This week I was nostalgically appreciating the extra effort my professors at Navarro College put into drumming basic understanding into my thick skull, and redirect my set ways in new directions. Not be overlooked are the relationships formed with professors after their official responsibilities to a student are over, and they are free to be friends. I have now moved on to my bachelor level school. This week I visited some professors whose investment in my learning is now helping me out at the University, although I still start off lost in the newness of it all and it still takes me awhile to change my perspectives on some ideas and learn new habits in my artwork.
I just found out that Professor White, “The best boss I ever had” (evenly tied with my previous boss, Mrs. Lowey), is celebrating a new grandchild with his darling wife who is a very talented painter and good friend. She recently had a group show at the Pearce Museum including her banners, scenes painted on fabric. She is also an enviable cook/food artist, and jeweler.
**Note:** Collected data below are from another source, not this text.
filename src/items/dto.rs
use serde::{Deserialize, Serialize};
use crate::core::domain::Identifiable;
use crate::core::library::ItemKind;
use crate::items::domain::Item;
use crate::items::domain::model::CatalogItem;

// ItemDto is the stored and transferred shape of a catalog item. Field aliases accept
// the records written by the browser app (type, borrower, fileSize).
#[derive(Debug, Clone, PartialEq, Serialize, Deserialize)]
#[serde(rename_all = "camelCase")]
pub struct ItemDto {
    pub id: String,
    pub title: String,
    pub author: String,
    #[serde(alias = "type")]
    pub kind: ItemKind,
    #[serde(default)]
    pub is_available: Option<bool>,
    #[serde(default, alias = "borrower")]
    pub holder: Option<String>,
    #[serde(default, alias = "fileSize", deserialize_with = "size::deserialize", skip_serializing_if = "Option::is_none")]
    pub size_mb: Option<f64>,
}

impl From<&CatalogItem> for ItemDto {
    fn from(other: &CatalogItem) -> Self {
        Self {
            id: other.id(),
            title: other.title().to_string(),
            author: other.author().to_string(),
            kind: other.kind(),
            is_available: Some(other.is_available()),
            holder: other.holder().map(str::to_string),
            size_mb: other.size_mb(),
        }
    }
}

// the browser form stored the raw input, so sizes arrive as numbers or numeric strings
pub mod size {
    use serde::{Deserialize, Deserializer};
    use serde::de::Error;

    #[derive(Deserialize)]
    #[serde(untagged)]
    enum RawSize {
        Number(f64),
        Text(String),
    }

    pub fn deserialize<'de, D: Deserializer<'de>>(deserializer: D) -> Result<Option<f64>, D::Error> {
        match Option::<RawSize>::deserialize(deserializer)? {
            None => Ok(None),
            Some(RawSize::Number(size)) => Ok(Some(size)),
            Some(RawSize::Text(text)) if text.trim().is_empty() => Ok(None),
            Some(RawSize::Text(text)) => text.trim().parse::<f64>().map(Some).map_err(D::Error::custom),
        }
    }
}
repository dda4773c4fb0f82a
use serde::{Deserialize, Serialize};
use crate::core::library::LibraryResult;

// KeyValueStore is the string-keyed medium the catalog is persisted to, modeled on browser local storage
pub trait KeyValueStore: Send {
    // get the value stored under key, None if the key was never set
    fn get_item(&self, key: &str) -> LibraryResult<Option<String>>;

    // store value under key, replacing any previous value
    fn set_item(&mut self, key: &str, value: &str) -> LibraryResult<()>;

    // remove key if present
    fn remove_item(&mut self, key: &str) -> LibraryResult<()>;
}

#[derive(Debug, PartialEq, Serialize, Deserialize, Clone, Copy)]
pub enum RepositoryStore {
    Memory,
    File,
}

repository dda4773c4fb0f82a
pub mod publisher;
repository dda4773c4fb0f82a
pub mod core;
pub mod items;
pub mod catalog;
pub mod gateway;
pub mod utils;
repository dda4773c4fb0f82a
use crate::core::library::LibraryError;

#[derive(Debug)]
pub enum CommandError {
    Storage {
        message: String,
        reason_code: Option<String>,
        retryable: bool,
    },
    NotFound {
        message: String,
    },
    Runtime {
        message: String,
        reason_code: Option<String>,
        retryable: bool,
    },
    Serialization {
        message: String,
    },
    Validation {
        message: String,
        reason_code: Option<String>,
    },
}

impl CommandError {
    pub fn validation(message: &str) -> CommandError {
        CommandError::Validation { message: message.to_string(), reason_code: Some("400".to_string()) }
    }
}

// Command binds one user action to the catalog
pub trait Command<Request, Response> {
    fn execute(&mut self, req: Request) -> Result<Response, CommandError>;
}

impl From<LibraryError> for CommandError {
    fn from(other: LibraryError) -> Self {
        match other {
            LibraryError::Storage { message, reason_code, retryable } => {
                CommandError::Storage { message, reason_code, retryable }
            }
            LibraryError::NotFound { message } => {
                CommandError::NotFound { message }
            }
            LibraryError::Validation { message, reason_code } => {
                CommandError::Validation { message, reason_code }
            }
            LibraryError::Serialization { message } => {
                CommandError::Serialization { message }
            }
            LibraryError::Runtime { message, reason_code } => {
                CommandError::Runtime { message, reason_code, retryable: false }
            }
        }
    }
}
use tracing::info;
use crate::core::events::DomainEvent;
use crate::core::library::LibraryError;
use crate::gateway::events::EventPublisher;

// LogPublisher reports each catalog change through tracing
#[derive(Debug, Clone, Default)]
pub struct LogPublisher {}

impl LogPublisher {
    pub fn new() -> Self {
        Self {}
    }
}

impl EventPublisher for LogPublisher {
    fn publish(&self, event: &DomainEvent) -> Result<(), LibraryError> {
        info!(event_id = event.event_id.as_str(), group = event.group.as_str(), key = event.key.as_str(),
            kind = ?event.kind, "{}", event.name);
        Ok(())
    }
}
pub mod command;
pub mod controller;
pub mod domain;
pub mod factory;
pub mod view;
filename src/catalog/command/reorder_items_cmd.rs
use serde::{Deserialize, Serialize};
use crate::catalog::domain::CatalogService;
use crate::core::command::{Command, CommandError};
use crate::core::domain::Identifiable;

pub struct ReorderItemsCommand<'a> {
    catalog_service: &'a mut dyn CatalogService,
}

impl<'a> ReorderItemsCommand<'a> {
    pub fn new(catalog_service: &'a mut dyn CatalogService) -> Self {
        Self {
            catalog_service,
        }
    }
}

// item_ids is the order the cards were dropped into
#[derive(Debug, Deserialize)]
pub struct ReorderItemsCommandRequest {
    pub item_ids: Vec<String>,
}

impl ReorderItemsCommandRequest {
    pub fn new(item_ids: Vec<String>) -> Self {
        Self {
            item_ids,
        }
    }
}

#[derive(Debug, Serialize)]
pub struct ReorderItemsCommandResponse {
    pub item_ids: Vec<String>,
}

impl ReorderItemsCommandResponse {
    pub fn new(item_ids: Vec<String>) -> Self {
        Self {
            item_ids,
        }
    }
}

impl<'a> Command<ReorderItemsCommandRequest, ReorderItemsCommandResponse> for ReorderItemsCommand<'a> {
    fn execute(&mut self, req: ReorderItemsCommandRequest) -> Result<ReorderItemsCommandResponse, CommandError> {
        self.catalog_service.reorder(&req.item_ids)?;
        Ok(ReorderItemsCommandResponse::new(self.catalog_service.items().iter().map(|i| i.id()).collect()))
    }
}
While visiting the Fine Arts Building, Professor Boles introduced me to Ron Sprouse, an artist who is creating some modernized (somewhat twisted) drawings of fairy tales and nursery rhymes. Ron’s work is like the songs I hear on the radio that have very compelling instrumentations with negative lyrics. I find his work full of subtle details and very interesting to explore, but (with a chuckle) I would not want to live there. However, I did borrow a sketch off of Ron that I hope to translate into a ceramic sculpture. Back again to Professor Boles, I got a phone call the other day from someone who got my name from Professor Boles to paint a nursery mural a few years back. The family has moved and misses their mural, so they want me to paint another in their new home. Thank you, Professor Boles, for believing in my talent as an artist and pushing me to develop new areas of my art.
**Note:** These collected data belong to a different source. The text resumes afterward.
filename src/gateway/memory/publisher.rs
use std::sync::{Arc, Mutex, MutexGuard};
use crate::core::events::DomainEvent;
use crate::core::library::LibraryError;
use crate::gateway::events::EventPublisher;
use crate::gateway::logs::publisher::LogPublisher;

// MemoryPublisher queues events until drained; clones share the same queue so the
// presentation layer can keep one handle while the catalog owns another. Every event
// is also reported to the logs.
#[derive(Debug, Clone, Default)]
pub struct MemoryPublisher {
    pending: Arc<Mutex<Vec<DomainEvent>>>,
    logs: LogPublisher,
}

impl MemoryPublisher {
    pub fn new() -> Self {
        Self::default()
    }

    /// Removes and returns the events published since the last drain.
    pub fn drain(&self) -> Result<Vec<DomainEvent>, LibraryError> {
        Ok(self.lock()?.drain(..).collect())
    }

    pub fn pending(&self) -> Result<usize, LibraryError> {
        Ok(self.lock()?.len())
    }

    fn lock(&self) -> Result<MutexGuard<'_, Vec<DomainEvent>>, LibraryError> {
        self.pending.lock().map_err(|err| LibraryError::runtime(
            format!("publisher lock poisoned {:?}", err).as_str(), None))
    }
}

impl EventPublisher for MemoryPublisher {
    fn publish(&self, event: &DomainEvent) -> Result<(), LibraryError> {
        self.logs.publish(event)?;
        self.lock()?.push(event.clone());
        Ok(())
    }
}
I was saddened to see Professor Moore’s photography darkrooms converted into mini studios, but I will always remember her and my daughter spending extra time there sharing their mutual love of the art. The time we spent talking together about Alma, Wiscasset, Coopers Mills and the love of nature will never be forgotten, especially since it helped me to find a sense of “home” in Texas, so far from my old “home place” in Maine.
I can never visit Navarro College without stopping in to say hello to Lynn Coker and Dr. Housley. Lynn is so cheerful and efficient, and Dr. Housley reminds me of my uncle – probably because of the long talk he had with my father about outdoor treks observing wildlife, and his inquiries into my well being whenever I am visiting Lynn in his outer office. His interest in building his community apparently extends further, because others ask how he’s liking his promotion at the college when I am in town doing art work, and tell me they like him pretty well too.
I didn’t make it over to the Cook Center in time to catch my friend Carol Davenport, who introduced me to watercolor artists Don Dernovich (who I still occasionally connect with online) and Don Weller for the WAA Quick Draw Competition at the Pearce Museum. She also organized us Psi Beta volunteers for the scholarship fundraiser dinner and coordinated with my department head and dynamic instructor, Professor Rosenberg, for our Multi-Media Fest each year in the campus IMAX theatre. I also missed Professor Pearson on that visit, but she was quick to reply to my email and cheerfully inquire about my progress at my new school.
Not to sound too much like Phoebe from the Magic School Bus, but either I am too busy looking back to move forward, or things are different in the “big city.” It’s only the first semester, so maybe I will rent one of those on-campus canoes and renew connections to my country origins.